MARES DE GENTE
La visita de BTS a México ha provocado una movilización masiva de seguidores en el centro de Ciudad de México. El grupo surcoreano apareció públicamente junto a la presidenta Claudia Sheinbaum en un acto organizado por el Gobierno, en la antesala de varios conciertos que agotaron entradas en tiempo récord.
BTS volvió a aparecer públicamente en México en un evento celebrado en el Palacio Nacional, situado en pleno centro histórico de Ciudad de México. La convocatoria reunió a miles de seguidores en la explanada del Zócalo, donde desde primeras horas del día comenzaron a concentrarse fans del grupo, conocidos internacionalmente como ARMYs.

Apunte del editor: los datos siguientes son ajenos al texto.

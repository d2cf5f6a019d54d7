//! Cache reconciliation against on-chain truth

pub mod fleet;
pub mod stake;

pub use fleet::FleetReconciler;
pub use stake::StakeReconciler;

La aparición de la banda se produjo junto a Claudia Sheinbaum, en un acto gestionado por el Gobierno mexicano coincidiendo con la serie de conciertos programados esta semana en la capital. Desde uno de los balcones del Palacio Nacional, los integrantes del grupo saludaron a los asistentes y agradecieron la recepción. "Hola, somos BTS. Muchas gracias por vernos, no podemos esperar a que empiecen los conciertos", expresó uno de los miembros ante los gritos del público.

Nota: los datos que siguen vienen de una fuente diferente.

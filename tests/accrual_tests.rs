//! Reward accrual and rate derivation tests

mod common;

use common::{emission_project, fixed_apy_project, stake_account};
use solana_sdk::pubkey::Pubkey;
use stake_sync::chain::accounts::UserStakeAccount;
use stake_sync::rewards::accrual::{compute_owed, last_checkpoint, to_ui_amount, SECONDS_PER_YEAR};
use stake_sync::rewards::rate::{pool_rate, RateType};

const NOW: i64 = 1_750_000_000;

#[test]
fn zero_stake_never_accrues() {
    let mint = Pubkey::new_unique();
    let project = fixed_apy_project(mint, 0, 1000);
    let mut stake = stake_account(Pubkey::new_unique(), Pubkey::new_unique(), 0);
    stake.rewards_pending = 777;

    for now in [0, NOW, NOW + SECONDS_PER_YEAR, i64::MAX] {
        assert_eq!(compute_owed(&project, &stake, now), 777);
    }

    let emission = emission_project(mint, 0, 100, 1_000_000);
    assert_eq!(compute_owed(&emission, &stake, NOW), 777);
}

#[test]
fn fixed_apy_one_year_worked_example() {
    // 10% APY on 1 token at 9 decimals, staked exactly one year ago
    let project = fixed_apy_project(Pubkey::new_unique(), 0, 1000);
    let mut stake = stake_account(Pubkey::new_unique(), Pubkey::new_unique(), 1_000_000_000);
    stake.last_claim_time = NOW - SECONDS_PER_YEAR;
    stake.rewards_pending = 0;

    assert_eq!(compute_owed(&project, &stake, NOW), 100_000_000);
}

#[test]
fn emission_proportional_share_worked_example() {
    // 50% share of 100 units/second over 10 seconds
    let project = emission_project(Pubkey::new_unique(), 0, 100, 1_000_000);
    let mut stake = stake_account(Pubkey::new_unique(), Pubkey::new_unique(), 500_000);
    stake.last_claim_time = NOW - 10;

    assert_eq!(compute_owed(&project, &stake, NOW), 500);
}

#[test]
fn emission_with_no_stakers_accrues_nothing() {
    let project = emission_project(Pubkey::new_unique(), 0, 1_000_000, 0);
    let mut stake = stake_account(Pubkey::new_unique(), Pubkey::new_unique(), 500_000);
    stake.last_claim_time = NOW - 1000;
    stake.rewards_pending = 42;

    assert_eq!(compute_owed(&project, &stake, NOW), 42);
}

#[test]
fn rewards_pending_is_preserved_and_added() {
    let project = fixed_apy_project(Pubkey::new_unique(), 0, 1000);
    let mut stake = stake_account(Pubkey::new_unique(), Pubkey::new_unique(), 1_000_000_000);
    stake.last_claim_time = NOW - SECONDS_PER_YEAR;
    stake.rewards_pending = 5;

    assert_eq!(compute_owed(&project, &stake, NOW), 100_000_005);
}

#[test]
fn accrual_is_monotonic_while_pool_is_live() {
    let project = fixed_apy_project(Pubkey::new_unique(), 0, 1234);
    let mut stake = stake_account(Pubkey::new_unique(), Pubkey::new_unique(), 987_654_321);
    stake.last_claim_time = NOW;

    let mut previous = 0;
    for delta in (0..=3600).step_by(60) {
        let owed = compute_owed(&project, &stake, NOW + delta);
        assert!(owed >= previous, "owed decreased at delta {delta}");
        previous = owed;
    }
}

#[test]
fn no_accrual_past_pool_end() {
    let mut project = fixed_apy_project(Pubkey::new_unique(), 0, 1000);
    project.pool_end_time = NOW + 100;
    let mut stake = stake_account(Pubkey::new_unique(), Pubkey::new_unique(), 1_000_000_000);
    stake.last_claim_time = NOW;

    let at_end = compute_owed(&project, &stake, project.pool_end_time);
    for extra in [1, 1000, SECONDS_PER_YEAR] {
        assert_eq!(compute_owed(&project, &stake, project.pool_end_time + extra), at_end);
    }
}

#[test]
fn checkpoint_after_pool_end_accrues_nothing() {
    let mut project = fixed_apy_project(Pubkey::new_unique(), 0, 1000);
    project.pool_end_time = NOW - 500;
    let mut stake = stake_account(Pubkey::new_unique(), Pubkey::new_unique(), 1_000_000_000);
    stake.last_claim_time = NOW - 100;
    stake.rewards_pending = 9;

    assert_eq!(compute_owed(&project, &stake, NOW), 9);
}

#[test]
fn negative_time_delta_returns_pending() {
    let project = fixed_apy_project(Pubkey::new_unique(), 0, 1000);
    let mut stake = stake_account(Pubkey::new_unique(), Pubkey::new_unique(), 1_000_000_000);
    stake.last_claim_time = NOW + 60;
    stake.rewards_pending = 11;

    assert_eq!(compute_owed(&project, &stake, NOW), 11);
}

#[test]
fn large_amounts_do_not_overflow() {
    // 10^18 raw units at 100% APY for a full year
    let project = fixed_apy_project(Pubkey::new_unique(), 0, 10_000);
    let mut stake = stake_account(
        Pubkey::new_unique(),
        Pubkey::new_unique(),
        1_000_000_000_000_000_000,
    );
    stake.last_claim_time = NOW - SECONDS_PER_YEAR;

    assert_eq!(compute_owed(&project, &stake, NOW), 1_000_000_000_000_000_000);
}

#[test]
fn division_truncates_toward_zero() {
    // 1 bps over 1 second on a small stake rounds down to zero
    let project = fixed_apy_project(Pubkey::new_unique(), 0, 1);
    let mut stake = stake_account(Pubkey::new_unique(), Pubkey::new_unique(), 1_000);
    stake.last_claim_time = NOW - 1;

    assert_eq!(compute_owed(&project, &stake, NOW), 0);
}

#[test]
fn checkpoint_fallback_order() {
    let project = fixed_apy_project(Pubkey::new_unique(), 0, 1000);

    let mut stake = UserStakeAccount {
        owner: Pubkey::new_unique(),
        project: Pubkey::new_unique(),
        amount: 1,
        rewards_pending: 0,
        last_claim_time: 500,
        last_stake_time: 400,
    };
    assert_eq!(last_checkpoint(&stake, &project), 500);

    stake.last_claim_time = 0;
    assert_eq!(last_checkpoint(&stake, &project), 400);

    stake.last_stake_time = 0;
    assert_eq!(last_checkpoint(&stake, &project), project.last_update_time);
}

#[test]
fn fixed_apy_rate_is_bps_over_hundred() {
    let project = fixed_apy_project(Pubkey::new_unique(), 0, 1000);
    let rate = pool_rate(&project);
    assert_eq!(rate.rate_type, RateType::Apy);
    assert!((rate.rate - 10.0).abs() < f64::EPSILON);
}

#[test]
fn emission_rate_annualizes_against_principal() {
    // 1 unit/sec against a principal of one year's emission => 100% APR
    let project = emission_project(Pubkey::new_unique(), 0, 1, SECONDS_PER_YEAR as u64);
    let rate = pool_rate(&project);
    assert_eq!(rate.rate_type, RateType::Apr);
    assert!((rate.rate - 100.0).abs() < f64::EPSILON);
}

#[test]
fn emission_rate_zero_guards() {
    let empty = emission_project(Pubkey::new_unique(), 0, 100, 0);
    assert_eq!(pool_rate(&empty).rate, 0.0);
    assert_eq!(pool_rate(&empty).rate_type, RateType::Apr);

    let idle = emission_project(Pubkey::new_unique(), 0, 0, 1_000_000);
    assert_eq!(pool_rate(&idle).rate, 0.0);
}

#[test]
fn ui_amount_applies_decimals() {
    assert!((to_ui_amount(1_500_000_000, 9) - 1.5).abs() < 1e-12);
    assert!((to_ui_amount(25, 0) - 25.0).abs() < f64::EPSILON);
}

El regreso del grupo al país ha generado una enorme expectación. Las entradas para las actuaciones previstas en el Estadio GNP se agotaron rápidamente tras largas colas virtuales, reflejando el alcance de un fenómeno que mantiene una base de seguidores especialmente activa en México.

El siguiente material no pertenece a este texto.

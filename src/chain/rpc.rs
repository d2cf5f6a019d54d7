//! Lightweight Solana RPC reader
//!
//! A minimal JSON-RPC client implementing only the read methods the
//! reconcilers need, avoiding the heavy dependency chain of
//! solana-client. All failures (transport, timeout, malformed response)
//! map to `SyncError::Transient`: a failed read is never interpreted as
//! "account does not exist".

use std::time::Duration;

use async_trait::async_trait;
use base64::Engine as _;
use serde::Deserialize;
use serde_json::{json, Value};
use solana_sdk::pubkey::Pubkey;
use tracing::debug;

use crate::core::error::{SyncError, SyncResult};
use crate::core::traits::ChainReader;

/// Lightweight RPC reader for the staking program
pub struct RpcReader {
    url: String,
    program_id: Pubkey,
    commitment: String,
    agent: ureq::Agent,
}

/// RPC response wrapper
#[derive(Debug, Deserialize)]
struct RpcResponse<T> {
    result: Option<T>,
    error: Option<RpcErrorBody>,
}

/// RPC error structure
#[derive(Debug, Deserialize)]
struct RpcErrorBody {
    code: i64,
    message: String,
}

/// Account data as returned by account-info style methods
#[derive(Debug, Deserialize)]
struct AccountInfo {
    data: (String, String), // (data, encoding)
}

/// Keyed account from getProgramAccounts
#[derive(Debug, Deserialize)]
struct KeyedAccount {
    pubkey: String,
    account: AccountInfo,
}

impl RpcReader {
    pub fn new(
        url: String,
        program_id: Pubkey,
        commitment: String,
        connect_timeout: Duration,
        request_timeout: Duration,
    ) -> Self {
        let agent = ureq::AgentBuilder::new()
            .timeout_connect(connect_timeout)
            .timeout_read(request_timeout)
            .build();

        Self {
            url,
            program_id,
            commitment,
            agent,
        }
    }

    /// Make a JSON-RPC call
    async fn call<T>(&self, method: &str, params: Value) -> SyncResult<T>
    where
        T: for<'de> Deserialize<'de>,
    {
        let request_body = json!({
            "jsonrpc": "2.0",
            "id": 1,
            "method": method,
            "params": params
        });

        debug!("RPC call: {}", method);

        // ureq is sync, so run the request on the blocking pool
        let response_body = tokio::task::spawn_blocking({
            let agent = self.agent.clone();
            let url = self.url.clone();
            let body = request_body.to_string();

            move || {
                let response = agent
                    .post(&url)
                    .set("Content-Type", "application/json")
                    .send_string(&body)?;

                let text = response.into_string()?;
                Ok::<String, ureq::Error>(text)
            }
        })
        .await
        .map_err(|e| SyncError::Transient(format!("RPC task failed: {e}")))?
        .map_err(|e| SyncError::Transient(format!("RPC transport error: {e}")))?;

        let rpc_response: RpcResponse<T> = serde_json::from_str(&response_body)
            .map_err(|e| SyncError::Transient(format!("malformed RPC response: {e}")))?;

        if let Some(error) = rpc_response.error {
            return Err(SyncError::Transient(format!(
                "RPC error {}: {}",
                error.code, error.message
            )));
        }

        rpc_response
            .result
            .ok_or_else(|| SyncError::Transient("no result in RPC response".to_string()))
    }

    fn decode_account_data(info: &AccountInfo) -> SyncResult<Vec<u8>> {
        if info.data.1 != "base64" {
            return Err(SyncError::Transient(format!(
                "unsupported account encoding: {}",
                info.data.1
            )));
        }
        base64::engine::general_purpose::STANDARD
            .decode(&info.data.0)
            .map_err(|e| SyncError::Transient(format!("invalid base64 account data: {e}")))
    }
}

#[async_trait]
impl ChainReader for RpcReader {
    async fn get_account(&self, address: &Pubkey) -> SyncResult<Option<Vec<u8>>> {
        let params = json!([
            address.to_string(),
            {
                "encoding": "base64",
                "commitment": self.commitment,
            }
        ]);

        let response: Value = self.call("getAccountInfo", params).await?;

        if response["value"].is_null() {
            return Ok(None);
        }

        let info: AccountInfo = serde_json::from_value(response["value"].clone())
            .map_err(|e| SyncError::Transient(format!("malformed account info: {e}")))?;

        Ok(Some(Self::decode_account_data(&info)?))
    }

    async fn get_multiple_accounts(
        &self,
        addresses: &[Pubkey],
    ) -> SyncResult<Vec<Option<Vec<u8>>>> {
        if addresses.is_empty() {
            return Ok(Vec::new());
        }

        let keys: Vec<String> = addresses.iter().map(|a| a.to_string()).collect();
        let params = json!([
            keys,
            {
                "encoding": "base64",
                "commitment": self.commitment,
            }
        ]);

        let response: Value = self.call("getMultipleAccounts", params).await?;

        let values = response["value"]
            .as_array()
            .ok_or_else(|| SyncError::Transient("malformed getMultipleAccounts response".into()))?;

        let mut accounts = Vec::with_capacity(values.len());
        for value in values {
            if value.is_null() {
                accounts.push(None);
                continue;
            }
            let info: AccountInfo = serde_json::from_value(value.clone())
                .map_err(|e| SyncError::Transient(format!("malformed account info: {e}")))?;
            accounts.push(Some(Self::decode_account_data(&info)?));
        }

        Ok(accounts)
    }

    async fn get_program_accounts_memcmp(
        &self,
        offset: usize,
        bytes: &[u8],
    ) -> SyncResult<Vec<(Pubkey, Vec<u8>)>> {
        let params = json!([
            self.program_id.to_string(),
            {
                "encoding": "base64",
                "commitment": self.commitment,
                "filters": [
                    {
                        "memcmp": {
                            "offset": offset,
                            "bytes": bs58::encode(bytes).into_string(),
                        }
                    }
                ],
            }
        ]);

        let keyed: Vec<KeyedAccount> = self.call("getProgramAccounts", params).await?;

        let mut accounts = Vec::with_capacity(keyed.len());
        for entry in keyed {
            let pubkey: Pubkey = entry
                .pubkey
                .parse()
                .map_err(|e| SyncError::Transient(format!("invalid account pubkey: {e}")))?;
            accounts.push((pubkey, Self::decode_account_data(&entry.account)?));
        }

        Ok(accounts)
    }
}
//! Shared test fixtures: an in-memory chain reader and account builders

#![allow(dead_code)]

use std::collections::HashMap;
use std::sync::atomic::{AtomicBool, AtomicI64, AtomicUsize, Ordering};
use std::sync::Mutex;

use async_trait::async_trait;
use solana_sdk::pubkey::Pubkey;

use stake_sync::cache::Clock;
use stake_sync::chain::accounts::{
    encode_account, ProjectAccount, RateMode, UserStakeAccount, PROJECT_DISCRIMINATOR,
    USER_STAKE_DISCRIMINATOR,
};
use stake_sync::core::error::{SyncError, SyncResult};
use stake_sync::core::traits::ChainReader;

/// Chain reader over an in-memory account map, with failure injection
/// and call accounting
#[derive(Default)]
pub struct MockChain {
    accounts: Mutex<HashMap<Pubkey, Vec<u8>>>,
    pub fail: AtomicBool,
    pub multi_calls: AtomicUsize,
    pub batch_sizes: Mutex<Vec<usize>>,
}

impl MockChain {
    pub fn new() -> Self {
        Self::default()
    }

    pub fn put_account(&self, address: Pubkey, data: Vec<u8>) {
        self.accounts.lock().unwrap().insert(address, data);
    }

    pub fn remove_account(&self, address: &Pubkey) {
        self.accounts.lock().unwrap().remove(address);
    }

    pub fn set_failing(&self, failing: bool) {
        self.fail.store(failing, Ordering::SeqCst);
    }

    fn check_failure(&self) -> SyncResult<()> {
        if self.fail.load(Ordering::SeqCst) {
            Err(SyncError::Transient("injected RPC failure".into()))
        } else {
            Ok(())
        }
    }
}

#[async_trait]
impl ChainReader for MockChain {
    async fn get_account(&self, address: &Pubkey) -> SyncResult<Option<Vec<u8>>> {
        self.check_failure()?;
        Ok(self.accounts.lock().unwrap().get(address).cloned())
    }

    async fn get_multiple_accounts(
        &self,
        addresses: &[Pubkey],
    ) -> SyncResult<Vec<Option<Vec<u8>>>> {
        self.check_failure()?;
        self.multi_calls.fetch_add(1, Ordering::SeqCst);
        self.batch_sizes.lock().unwrap().push(addresses.len());
        let accounts = self.accounts.lock().unwrap();
        Ok(addresses.iter().map(|a| accounts.get(a).cloned()).collect())
    }

    async fn get_program_accounts_memcmp(
        &self,
        offset: usize,
        bytes: &[u8],
    ) -> SyncResult<Vec<(Pubkey, Vec<u8>)>> {
        self.check_failure()?;
        let accounts = self.accounts.lock().unwrap();
        Ok(accounts
            .iter()
            .filter(|(_, data)| {
                data.len() >= offset + bytes.len() && &data[offset..offset + bytes.len()] == bytes
            })
            .map(|(pubkey, data)| (*pubkey, data.clone()))
            .collect())
    }
}

/// Manually advanced clock for TTL tests
pub struct ManualClock {
    now: AtomicI64,
}

impl ManualClock {
    pub fn new(now: i64) -> Self {
        Self {
            now: AtomicI64::new(now),
        }
    }

    pub fn advance(&self, secs: i64) {
        self.now.fetch_add(secs, Ordering::SeqCst);
    }
}

impl Clock for ManualClock {
    fn now_unix(&self) -> i64 {
        self.now.load(Ordering::SeqCst)
    }
}

pub fn fixed_apy_project(mint: Pubkey, pool_id: u16, rate_bps_per_year: u32) -> ProjectAccount {
    ProjectAccount {
        mint,
        pool_id,
        rate_mode: RateMode::FixedApy,
        rate_bps_per_year,
        reward_rate_per_second: 0,
        total_staked: 0,
        pool_end_time: i64::MAX,
        last_update_time: 1_700_000_000,
        decimals: 9,
    }
}

pub fn emission_project(
    mint: Pubkey,
    pool_id: u16,
    reward_rate_per_second: u64,
    total_staked: u64,
) -> ProjectAccount {
    ProjectAccount {
        mint,
        pool_id,
        rate_mode: RateMode::Emission,
        rate_bps_per_year: 0,
        reward_rate_per_second,
        total_staked,
        pool_end_time: i64::MAX,
        last_update_time: 1_700_000_000,
        decimals: 9,
    }
}

pub fn stake_account(owner: Pubkey, project: Pubkey, amount: u64) -> UserStakeAccount {
    UserStakeAccount {
        owner,
        project,
        amount,
        rewards_pending: 0,
        last_claim_time: 0,
        last_stake_time: 1_700_000_000,
    }
}

pub fn encode_project(project: &ProjectAccount) -> Vec<u8> {
    encode_account(&PROJECT_DISCRIMINATOR, project)
}

pub fn encode_stake(stake: &UserStakeAccount) -> Vec<u8> {
    encode_account(&USER_STAKE_DISCRIMINATOR, stake)
}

Durante la jornada, las altas temperaturas marcaron también el ambiente en el Zócalo. Con más de 30 grados, parte de los asistentes tuvo que refrescarse con agua distribuida mediante mangueras habilitadas por las autoridades capitalinas. Aun así, miles de personas permanecieron durante horas esperando la salida de los artistas.
En el acto, Sheinbaum aprovechó para invitar públicamente a BTS a regresar el próximo año y ampliar sus fechas en el país. Según distintas estimaciones mencionadas durante la visita, México cuenta con millones de seguidores del grupo, convirtiéndose en uno de sus mercados más importantes en América Latina.
La escena combinó elementos propios de una visita institucional con la intensidad habitual que acompaña a los grandes fenómenos del pop global, transformando el centro político del país en un punto de encuentro para miles de aficionados llegados desde distintos lugares.